Tissues are often cold stored for physiological studies and for clinical transplantation. We report that cold storage induces a relaxation to reoxygenation after hypoxia (H/R) in de-endothelialized porcine coronary arteries. In fresh denuded arteries stimulated with U46619, H/R did not elicit relaxation. However, after overnight cold storage (4 degrees C), H/R elicited a transient relaxation with peak relaxation of 56 +/- 8% (n = 8), which was reproducible after 2 days of cold storage. The H/R relaxation was inhibited by methylene blue (10 microM) and LY83583 (10 microM), O2-hemoglobin (1 microM), or N(G)-methyl-L-arginine (0.2 mM), but neither N(G)-nitro-L-arginine (0.2 mM) nor cyclo-oxygenase inhibition was effective. Importantly, the H/R relaxation was attenuated by KCl (40 mM) or tetrabutylammonium chloride (5 mM), a non-selective inhibitor of K+ channels. Interestingly, authentic nitric oxide (NO)- or S-nitroso-N-acetylpenicillamine (SNAP)-induced relaxations were enhanced by cold storage in U46619 (0.1 microM) contractures. When tissues were contracted with KCl (40 mM), the enhancement in NO- or SNAP-induced relaxation by cold storage was markedly smaller than with U46619. Neither catalase (1,200 U/ml) nor 3-amino-triazole (50 mM), an inhibitor of catalase, affected the H/R relaxation. The duration of H/R relaxation also increased with the period of incubation at 37 degrees C in the organ bath. This was blocked by inhibition of NO synthesis or guanylate cyclase. Moreover, inhibition of protein synthesis with actinomycin D (0.1 microM) and cycloheximide (10 microM), or dexamethasone (1 microM), an inhibitor of NO synthase induction, blocked this increase in the duration of the H/R relaxation. The results suggest that in smooth muscle induction of NO pathway relaxation, which is in part mediated by K+ channels and inducible NO synthase, may be of importance to the understanding of ischemia/reperfusion responses in cold-stored arteries.

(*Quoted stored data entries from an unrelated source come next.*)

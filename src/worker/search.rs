use serde_json::Value;
use tracing::debug;

use super::{
    bounds::{resolve_bounds, QueryBounds},
    result_cache::ResultCache,
};
use crate::{
    abstract_filtering::{SearchRequest, SearchResult, TreeFiltering},
    file_format::{search_spec::SearchSpec, Dataset},
    worker_error::{Result, WorkerError},
};

/// The UI double-encodes the search as a JSON string, but an already decoded
/// object is accepted too.
fn parse_spec(raw: &Value) -> Result<SearchSpec> {
    match raw {
        Value::String(text) => SearchSpec::parse(text),
        Value::Object(_) => Ok(serde_json::from_value(raw.clone())?),
        other => Err(WorkerError::bad_request(format!(
            "search spec must be a JSON string or object, not {}",
            other
        ))),
    }
}

/// Run one search.  The result carries the search's `key` so responses to
/// overlapping searches can be matched up by the caller.
pub async fn search(
    dataset: &Dataset,
    filtering: &dyn TreeFiltering,
    cache: &ResultCache,
    raw_spec: &Value,
    bounds: Option<&QueryBounds>,
) -> Result<SearchResult> {
    let spec = parse_spec(raw_spec)?;
    let effective = resolve_bounds(dataset, bounds);

    let mut result = filtering
        .single_search(SearchRequest {
            dataset,
            spec: &spec,
            bounds: &effective,
            cache,
        })
        .await?;
    result.key = spec.key.clone();
    debug!(
        key = %spec.key,
        kind = ?result.kind,
        total_count = result.total_count,
        "search done"
    );
    Ok(result)
}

组织常被冷藏用于生理学研究和临床移植。我们报告称,冷藏会诱导去内皮猪冠状动脉在缺氧后复氧(H/R)时出现舒张。在用U46619刺激的新鲜剥脱动脉中,H/R并未引发舒张。然而,经过过夜冷藏(4℃)后,H/R引发了短暂的舒张,最大舒张幅度为56±8%(n = 8),在冷藏2天后仍可重现。H/R诱导的舒张被亚甲蓝(10μM)、LY83583(10μM)、氧合血红蛋白(1μM)或N(G)-甲基-L-精氨酸(0.2 mM)抑制,但N(G)-硝基-L-精氨酸(0.2 mM)或环氧化酶抑制均无效。重要的是,H/R诱导的舒张被KCl(40 mM)或四丁基氯化铵(5 mM,一种K+通道非选择性抑制剂)减弱。有趣的是,在U46619(0.1μM)收缩状态下,冷藏增强了内源性一氧化氮(NO)或S-亚硝基-N-乙酰青霉胺(SNAP)诱导的舒张。当组织用KCl(40 mM)收缩时,冷藏对NO或SNAP诱导舒张的增强作用明显小于用U46619时。过氧化氢酶(1200 U/ml)或过氧化氢酶抑制剂3-氨基三唑(50 mM)均未影响H/R诱导的舒张。H/R诱导舒张的持续时间也随着在器官浴中37℃孵育时间的延长而增加。这被NO合成或鸟苷酸环化酶的抑制所阻断。此外,用放线菌素D(0.1μM)和环己酰亚胺(10μM)抑制蛋白质合成,或用NO合酶诱导抑制剂地塞米松(1μM),均阻断了H/R诱导舒张持续时间的这种增加。结果表明,在平滑肌中,由K+通道和诱导型NO合酶部分介导的NO途径舒张的诱导,可能对理解冷藏动脉中的缺血/再灌注反应具有重要意义。